In his spare time he decided to, um, repurpose a mid-’70s Porsche 911S that he found as a no-engine basket-case. He bought it years ago for a song and made it a showcase for his talents. Instead of the car’s original 2.7-liter, 165-hp flat-six, the hole in the back now packs an aluminum General Motors LS6 V-8, which appeared in a variety of GM products from 2001 to 2005 including the Chevy Corvette Z06 and the Cadillac CTS V-series. This one has been stroked to 383 cubic inches and makes 603 horsepower and 543 pound-feet of torque. Being an ECU tuner, Radke is particularly proud of the fact that the torque curve is so flat that the engine cranks over 500 pound-feet for more than 2000 rpm.

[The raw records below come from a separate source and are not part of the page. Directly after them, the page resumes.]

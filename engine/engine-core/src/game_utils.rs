//! Shared utilities for two-player zero-sum games
//!
//! Player identity and game outcomes are shared by every game implementation
//! and by the search, so they live here rather than in each game crate.

use std::fmt;

/// One of the two seats in a two-player game.
///
/// `One` moves first. In the AlphaZero sign convention `One` is `+1` and
/// `Two` is `-1`.
#[derive(Debug, Clone, Copy, PartialEq, Eq, Hash, PartialOrd, Ord)]
pub enum Player {
    One,
    Two,
}

impl Player {
    /// Both players in turn order.
    pub const ALL: [Player; 2] = [Player::One, Player::Two];

    /// The other player.
    #[inline]
    pub fn opponent(self) -> Player {
        match self {
            Player::One => Player::Two,
            Player::Two => Player::One,
        }
    }

    /// Array index (0 for `One`, 1 for `Two`).
    #[inline]
    pub fn index(self) -> usize {
        match self {
            Player::One => 0,
            Player::Two => 1,
        }
    }

    /// Sign used by value targets: `+1` for `One`, `-1` for `Two`.
    #[inline]
    pub fn sign(self) -> i8 {
        match self {
            Player::One => 1,
            Player::Two => -1,
        }
    }
}

impl fmt::Display for Player {
    fn fmt(&self, f: &mut fmt::Formatter<'_>) -> fmt::Result {
        match self {
            Player::One => write!(f, "player one"),
            Player::Two => write!(f, "player two"),
        }
    }
}

/// Status of a game from one player's point of view.
#[derive(Debug, Clone, Copy, PartialEq, Eq, Hash)]
pub enum GameResult {
    Ongoing,
    Win,
    Loss,
    Draw,
}

impl GameResult {
    /// Whether the game is over.
    #[inline]
    pub fn is_terminal(self) -> bool {
        !matches!(self, GameResult::Ongoing)
    }

    /// Exact game value for the viewing player.
    ///
    /// # Example
    /// ```
    /// use engine_core::GameResult;
    ///
    /// assert_eq!(GameResult::Win.value(), 1.0);
    /// assert_eq!(GameResult::Loss.value(), -1.0);
    /// assert_eq!(GameResult::Draw.value(), 0.0);
    /// assert_eq!(GameResult::Ongoing.value(), 0.0);
    /// ```
    #[inline]
    pub fn value(self) -> f32 {
        match self {
            GameResult::Win => 1.0,
            GameResult::Loss => -1.0,
            GameResult::Draw | GameResult::Ongoing => 0.0,
        }
    }

    /// The same outcome seen from the other side of the board.
    #[inline]
    pub fn flipped(self) -> GameResult {
        match self {
            GameResult::Win => GameResult::Loss,
            GameResult::Loss => GameResult::Win,
            other => other,
        }
    }

    /// Outcome for `viewer` given the winner (if any) of a finished game.
    pub fn for_viewer(winner: Option<Player>, viewer: Player) -> GameResult {
        match winner {
            Some(p) if p == viewer => GameResult::Win,
            Some(_) => GameResult::Loss,
            None => GameResult::Draw,
        }
    }
}

/// Count the set entries of a legal-action mask.
#[inline]
pub fn count_legal(mask: &[bool]) -> usize {
    mask.iter().filter(|&&legal| legal).count()
}

#[cfg(test)]
mod tests {
    use super::*;

    #[test]
    fn test_opponent_is_involution() {
        for p in Player::ALL {
            assert_ne!(p, p.opponent());
            assert_eq!(p, p.opponent().opponent());
        }
    }

    #[test]
    fn test_player_index_and_sign() {
        assert_eq!(Player::One.index(), 0);
        assert_eq!(Player::Two.index(), 1);
        assert_eq!(Player::One.sign(), 1);
        assert_eq!(Player::Two.sign(), -1);
    }

    #[test]
    fn test_result_for_viewer() {
        assert_eq!(
            GameResult::for_viewer(Some(Player::One), Player::One),
            GameResult::Win
        );
        assert_eq!(
            GameResult::for_viewer(Some(Player::One), Player::Two),
            GameResult::Loss
        );
        assert_eq!(GameResult::for_viewer(None, Player::Two), GameResult::Draw);
    }

    #[test]
    fn test_flipped() {
        assert_eq!(GameResult::Win.flipped(), GameResult::Loss);
        assert_eq!(GameResult::Loss.flipped(), GameResult::Win);
        assert_eq!(GameResult::Draw.flipped(), GameResult::Draw);
        assert_eq!(GameResult::Ongoing.flipped(), GameResult::Ongoing);
    }

    #[test]
    fn test_terminal_flags() {
        assert!(!GameResult::Ongoing.is_terminal());
        assert!(GameResult::Win.is_terminal());
        assert!(GameResult::Loss.is_terminal());
        assert!(GameResult::Draw.is_terminal());
    }

    #[test]
    fn test_count_legal() {
        assert_eq!(count_legal(&[true, false, true, true]), 3);
        assert_eq!(count_legal(&[]), 0);
    }
}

The heart transplant seems sacrilegious—and perhaps a bit tail-heavy—until you realize that none of the car’s original structure had to be cut to install the V-8, the GM small-block being one of the most compact and package-efficient engines ever devised. Radke used a kit from Renegade Hybrids, a Las Vegas firm that specializes in LS-swapped Porsches. The engine slips in relatively easily, fitting up to the stock rear engine mounting points. The transmission mount under the Porsche four-speed gets modified somewhat, and a radiator goes in the nose that is forward canted, just as it would be in a contemporary Corvette. Radke says putting the original flat-six back in would be no big deal, if he had the engine. And wanted to.
The car weighs 2490 pounds, he says, within about 30 pounds of the stock ’75 911S coupe, and has slightly better weight distribution “by a percent or two.” His one major deviation was to reverse-flow cool the engine in a search for engine for better combustion efficiency, sending water to the heads first, then the block.
Since this video was shot, Radke has had the car lowered and the bushings up front have been replaced. He says it now drives even more like the rear-engine slot car it was meant to be, but with a whole lot more juice to the wheels. 600 horses of American muscle will do that.